Did you know that music can help your child learn? It’s one of those things that pop up in the news from time to time, to the point where you can kind of assume, regardless of the specific new science behind it, that yeah, duh, music is good for kids (fund arts education people!).

However, the most recent one I saw did spur another thought in my head, one I think is less explored in the field of concertology (it’s a thing, look it up) (it’s not, please don’t fact check me on that). I’ve seen lots of concerts, parties, DJ sets, etc., advertise their age restriction as “all ages,” which led me to wonder: How far does that actually go?

How young is too young to bring a kid to a concert? Obviously, there’s a line somewhere, but where we draw that line can be a bit fuzzy. But no more. I’ve decided to go ahead and make you a rubric that will help you out with whether you should bring a minor to a concert.

Age 0

This is an infant. Do you really want their brain imprint to be frozen in time on your currently “experimental” music tastes? I didn’t think so. Also, their ears are most prone to damage probably.

Verdict: LEAVE THEM AT HOME. I cannot stress this enough, get a nanny and leave them at home.

Age 1-4

Your toddler is a terror and wouldn’t you want to get away from it instead of bringing it along anyways? Besides, your little angel is very short and we all know how short people get treated at concerts.

Verdict: It’s bad enough that your drunk friends are prone to “accidents,” why compound the issue?

Age 5-10

We’re getting close now. The kid probably won’t recognize good music yet, but at least they can appreciate a good time. If there’s a family-friendly, outdoor-type event going on, this is a good choice. Do not, under any circumstances, take them to an indoor venue. They have a lot of energy and keeping that pent up in a room full of screaming fans might go nuclear.

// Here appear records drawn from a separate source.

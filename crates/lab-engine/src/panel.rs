//! Panel expansion.
//!
//! Flattens a test definition into report rows:
//!
//! - **panel**: each included test contributes its parameters (or one
//!   synthetic row when it has none), tagged with the included test's name
//!   as `outer_group`.
//! - **single/multiple with parameters**: the parameters, top level.
//! - **single without parameters**: one synthetic row built from the test.
//!
//! Parameters are taken in `order`, skipping removed ones. `group_by` is
//! copied as-is; no heading is ever derived from `outer_group`, so an
//! included test's ungrouped rows stay ungrouped under its outer heading.

use lab_model::{ParameterDefinition, ResolvedParameter, TestDefinition, TestType};
use tracing::{debug, warn};

use crate::catalog::Catalog;

/// Expand a test into unsorted-by-group report rows.
pub fn expand_test(test: &TestDefinition, catalog: &Catalog) -> Vec<ResolvedParameter> {
    match test.test_type {
        TestType::Panel => expand_panel(test, catalog),
        _ if !test.parameters.is_empty() => map_parameters(test, ""),
        TestType::Single => vec![synthetic_row(test, "")],
        TestType::Multiple => {
            debug!(test = %test.name, "multiple test has no parameters");
            Vec::new()
        }
    }
}

fn expand_panel(panel: &TestDefinition, catalog: &Catalog) -> Vec<ResolvedParameter> {
    let mut rows = Vec::new();
    for reference in &panel.tests {
        let Some(included) = catalog.resolve_ref(reference) else {
            warn!(panel = %panel.name, "included test not found in catalog");
            continue;
        };
        let outer_group = included.name.trim();
        if included.parameters.is_empty() {
            rows.push(synthetic_row(included, outer_group));
        } else {
            rows.extend(map_parameters(included, outer_group));
        }
    }
    debug!(panel = %panel.name, rows = rows.len(), "panel expanded");
    rows
}

/// Active parameters of `test` in `order`, tagged with `outer_group`.
fn map_parameters(test: &TestDefinition, outer_group: &str) -> Vec<ResolvedParameter> {
    let mut parameters: Vec<&ParameterDefinition> = test
        .parameters
        .iter()
        .filter(|parameter| !parameter.removed)
        .collect();
    parameters.sort_by(|a, b| a.order.total_cmp(&b.order));
    parameters
        .into_iter()
        .map(|parameter| ResolvedParameter::from_definition(parameter, outer_group))
        .collect()
}

/// A test without sub-parameters reported as one row.
fn synthetic_row(test: &TestDefinition, outer_group: &str) -> ResolvedParameter {
    let definition = ParameterDefinition {
        id: test.id.clone(),
        name: test.name.clone(),
        unit: test.unit.clone(),
        result_type: test.result_type,
        formula: None,
        dropdown_options: test.dropdown_options.clone(),
        group_by: None,
        is_optional: false,
        removed: false,
        order: 0.0,
        normal_values: test.normal_values.clone(),
    };
    ResolvedParameter::from_definition(&definition, outer_group)
}
//! Patient demographics used for reference-range selection.
//!
//! Only the three fields that influence range resolution are modelled:
//! age value, age unit and gender. Everything else about a patient lives
//! in the host application.

use serde::{Deserialize, Serialize};
use std::fmt;
use std::str::FromStr;

use crate::error::{LabError, Result};

/// Unit of a patient age or of a reference band age bound.
#[derive(Debug, Clone, Copy, PartialEq, Eq, Hash, Default, Serialize, Deserialize)]
pub enum AgeUnit {
    Days,
    Months,
    /// Adult data dominates the catalog, so unknown units fall back here.
    #[default]
    Years,
}

impl AgeUnit {
    pub fn as_str(&self) -> &'static str {
        match self {
            AgeUnit::Days => "Days",
            AgeUnit::Months => "Months",
            AgeUnit::Years => "Years",
        }
    }

    /// Number of days one unit counts for. Months and years are flat
    /// multiples, not calendar-accurate.
    pub fn days_per_unit(&self) -> i64 {
        match self {
            AgeUnit::Days => 1,
            AgeUnit::Months => 30,
            AgeUnit::Years => 365,
        }
    }
}

impl fmt::Display for AgeUnit {
    fn fmt(&self, f: &mut fmt::Formatter<'_>) -> fmt::Result {
        write!(f, "{}", self.as_str())
    }
}

impl FromStr for AgeUnit {
    type Err = String;

    /// Parses the canonical unit names (case-insensitive, singular or plural).
    ///
    /// Free-text units such as `"yrs"` or `"3 M"` are handled by the engine's
    /// age normalizer, which applies the Days > Months > Years priority table.
    fn from_str(s: &str) -> std::result::Result<Self, Self::Err> {
        match s.trim().to_ascii_lowercase().as_str() {
            "day" | "days" => Ok(AgeUnit::Days),
            "month" | "months" => Ok(AgeUnit::Months),
            "year" | "years" => Ok(AgeUnit::Years),
            _ => Err(format!("Unknown age unit: {s}")),
        }
    }
}

/// Gender as recorded on a patient or on a reference band.
///
/// Bands use `Male`, `Female` or `Any`. Patients may carry a value that is
/// none of those, which then never matches a gender-specific band exactly.
#[derive(Debug, Clone, Copy, PartialEq, Eq, Hash, Default, Serialize, Deserialize)]
#[serde(from = "String", into = "String")]
pub enum Gender {
    Male,
    Female,
    #[default]
    Any,
    Other,
}

impl Gender {
    pub fn as_str(&self) -> &'static str {
        match self {
            Gender::Male => "Male",
            Gender::Female => "Female",
            Gender::Any => "Any",
            Gender::Other => "Other",
        }
    }

    /// Lenient parse used for both catalog and patient values.
    pub fn parse(value: &str) -> Self {
        match value.trim().to_ascii_lowercase().as_str() {
            "male" | "m" => Gender::Male,
            "female" | "f" => Gender::Female,
            "" | "any" | "all" | "both" => Gender::Any,
            _ => Gender::Other,
        }
    }

    /// True for `Male` and `Female`, the only values that can match exactly.
    pub fn is_specific(&self) -> bool {
        matches!(self, Gender::Male | Gender::Female)
    }
}

impl fmt::Display for Gender {
    fn fmt(&self, f: &mut fmt::Formatter<'_>) -> fmt::Result {
        write!(f, "{}", self.as_str())
    }
}

impl From<String> for Gender {
    fn from(value: String) -> Self {
        Gender::parse(&value)
    }
}

impl From<Gender> for String {
    fn from(value: Gender) -> Self {
        value.as_str().to_string()
    }
}

/// Patient age and gender for one report.
#[derive(Debug, Clone, PartialEq, Serialize, Deserialize)]
#[serde(rename_all = "camelCase")]
pub struct PatientContext {
    pub age_value: f64,
    #[serde(default)]
    pub age_unit: AgeUnit,
    #[serde(default)]
    pub gender: Gender,
}

impl PatientContext {
    /// Create a validated patient context.
    ///
    /// # Errors
    ///
    /// Returns [`LabError::InvalidPatient`] for a negative or non-finite age.
    pub fn new(age_value: f64, age_unit: AgeUnit, gender: Gender) -> Result<Self> {
        let context = Self {
            age_value,
            age_unit,
            gender,
        };
        context.validate()?;
        Ok(context)
    }

    /// Check the `age_value >= 0` invariant on a deserialized context.
    pub fn validate(&self) -> Result<()> {
        if !self.age_value.is_finite() || self.age_value < 0.0 {
            return Err(LabError::InvalidPatient(format!(
                "age must be a finite value >= 0, got {}",
                self.age_value
            )));
        }
        Ok(())
    }
}
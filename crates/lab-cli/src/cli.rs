//! CLI argument definitions for the lab report host.

use std::path::PathBuf;

use clap::{Parser, Subcommand, ValueEnum};
use clap_verbosity_flag::{Verbosity, WarnLevel};
use colorchoice_clap::Color;
use lab_model::AgeUnit;

#[derive(Parser)]
#[command(
    name = "lab-report",
    version,
    about = "Resolve pathology report parameters for a patient",
    long_about = "Resolve pathology report parameters for a patient.\n\n\
                  Expands catalog tests, selects age/gender reference ranges,\n\
                  evaluates formula parameters and classifies each result."
)]
pub struct Cli {
    #[command(subcommand)]
    pub command: Command,

    /// Adjust log verbosity (-v for debug, -vv for trace, -q for errors only).
    #[command(flatten)]
    pub verbosity: Verbosity<WarnLevel>,

    /// Control ANSI color output (auto, always, never).
    #[command(flatten)]
    pub color: Color,

    /// Explicit log level (overrides -v/-q flags).
    #[arg(long = "log-level", value_enum, global = true)]
    pub log_level: Option<LogLevelArg>,

    /// Log output format (pretty for human, json for machine parsing).
    #[arg(
        long = "log-format",
        value_enum,
        default_value = "pretty",
        global = true
    )]
    pub log_format: LogFormatArg,

    /// Write logs to a file instead of stderr.
    #[arg(long = "log-file", value_name = "PATH", global = true)]
    pub log_file: Option<PathBuf>,

    /// Allow result values to appear in logs.
    ///
    /// Values are patient data and are redacted unless this is set.
    #[arg(long = "log-data", global = true)]
    pub log_data: bool,
}

#[derive(Subcommand)]
pub enum Command {
    /// Assemble a report for one patient and print its rows.
    Report(ReportArgs),

    /// List the tests in a catalog.
    Tests(CatalogArgs),
}

#[derive(Parser)]
pub struct CatalogArgs {
    /// Catalog JSON: an array of tests or `{ "tests": [...], "units": [...] }`.
    #[arg(long = "catalog", value_name = "FILE")]
    pub catalog: PathBuf,
}

#[derive(Parser)]
pub struct ReportArgs {
    #[command(flatten)]
    pub catalog: CatalogArgs,

    /// Test name as written on the receipt (repeatable).
    #[arg(long = "test", value_name = "NAME", required = true)]
    pub tests: Vec<String>,

    /// Patient age.
    #[arg(long = "age", value_name = "VALUE")]
    pub age: f64,

    /// Unit of `--age`.
    #[arg(long = "age-unit", value_enum, default_value = "years")]
    pub age_unit: AgeUnitArg,

    /// Patient gender (male, female or any).
    #[arg(long = "gender", default_value = "any")]
    pub gender: String,

    /// Results JSON: `{ "<test>": { "<parameter>": "<value>" } }`.
    ///
    /// Inside a panel, `{ "<included test>": { ... } }` blocks address
    /// parameters whose names repeat across included tests.
    #[arg(long = "results", value_name = "FILE")]
    pub results: Option<PathBuf>,

    /// Engine options JSON (defaults apply to missing fields).
    #[arg(long = "options", value_name = "FILE")]
    pub options: Option<PathBuf>,

    /// How to print the assembled report.
    #[arg(long = "format", value_enum, default_value = "table")]
    pub format: OutputFormatArg,
}

#[derive(Clone, Copy, Debug, PartialEq, Eq, ValueEnum)]
pub enum AgeUnitArg {
    Days,
    Months,
    Years,
}

impl From<AgeUnitArg> for AgeUnit {
    fn from(value: AgeUnitArg) -> Self {
        match value {
            AgeUnitArg::Days => AgeUnit::Days,
            AgeUnitArg::Months => AgeUnit::Months,
            AgeUnitArg::Years => AgeUnit::Years,
        }
    }
}

#[derive(Clone, Copy, Debug, PartialEq, Eq, ValueEnum)]
pub enum OutputFormatArg {
    /// Bordered table per test.
    Table,
    /// Plain indented outline with group headings.
    Outline,
    /// Resolved rows as JSON.
    Json,
}

/// CLI log level choices.
#[derive(Clone, Copy, ValueEnum)]
pub enum LogLevelArg {
    Error,
    Warn,
    Info,
    Debug,
    Trace,
}

/// CLI log format choices.
#[derive(Clone, Copy, ValueEnum)]
pub enum LogFormatArg {
    Pretty,
    Compact,
    Json,
}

Verdict: If they’re into the music, great. Bring them. If not, there better be something else around for them to be amused by otherwise you’re in trouble.

Age 11-13

So you thought bringing your kid to a concert would be a progression. Guess what, it’s not. Kids this age might also be in the “don’t go” category. The difference is, back at ages 1-4, the crowd was the menace to the kid. Now the kid is a menace to the crowd. They have their own music tastes now and they will come to regret it later in life, but for now, they’re into their music in a very loud, screechy way.

Verdict: Bring them, but… do you know another adult who’ll take them to that concert they HAVE to go to? That’s your only hope.

Age 14-16

Okay, there’s a chance your teenager will have good taste in music by now and will be into the concert experience. Problem is, they’re not into you. This is an issue for the parents among us. If the child you’re dealing with is like a younger cousin or something, this’ll be chill. Just know that you’re responsible for them, both morally and legally.

Verdict: Bring them to the concert. If you’re a parent, you already know you’re responsible for them. For anyone who isn’t though, you basically are now for the duration of the night.

Age 17-18

At this age they think they know everything, don’t they? They don’t, but honestly, they’re going to make their own mistakes whether you like it or not. Hopefully, you didn’t damage them in their formative years (like by taking them to a concert as an infant) so they make good choices now. Beyond this age, they’ll be going to 18+ concerts anyways regardless of what you want. If they do want to go to a concert with you though, bring them! It’ll be a great moment when you head for the 21+ area and laugh while you leave them behind.

Verdict: They can’t get alcohol in the venue right? Parenting at its finest. Bring them to that concert!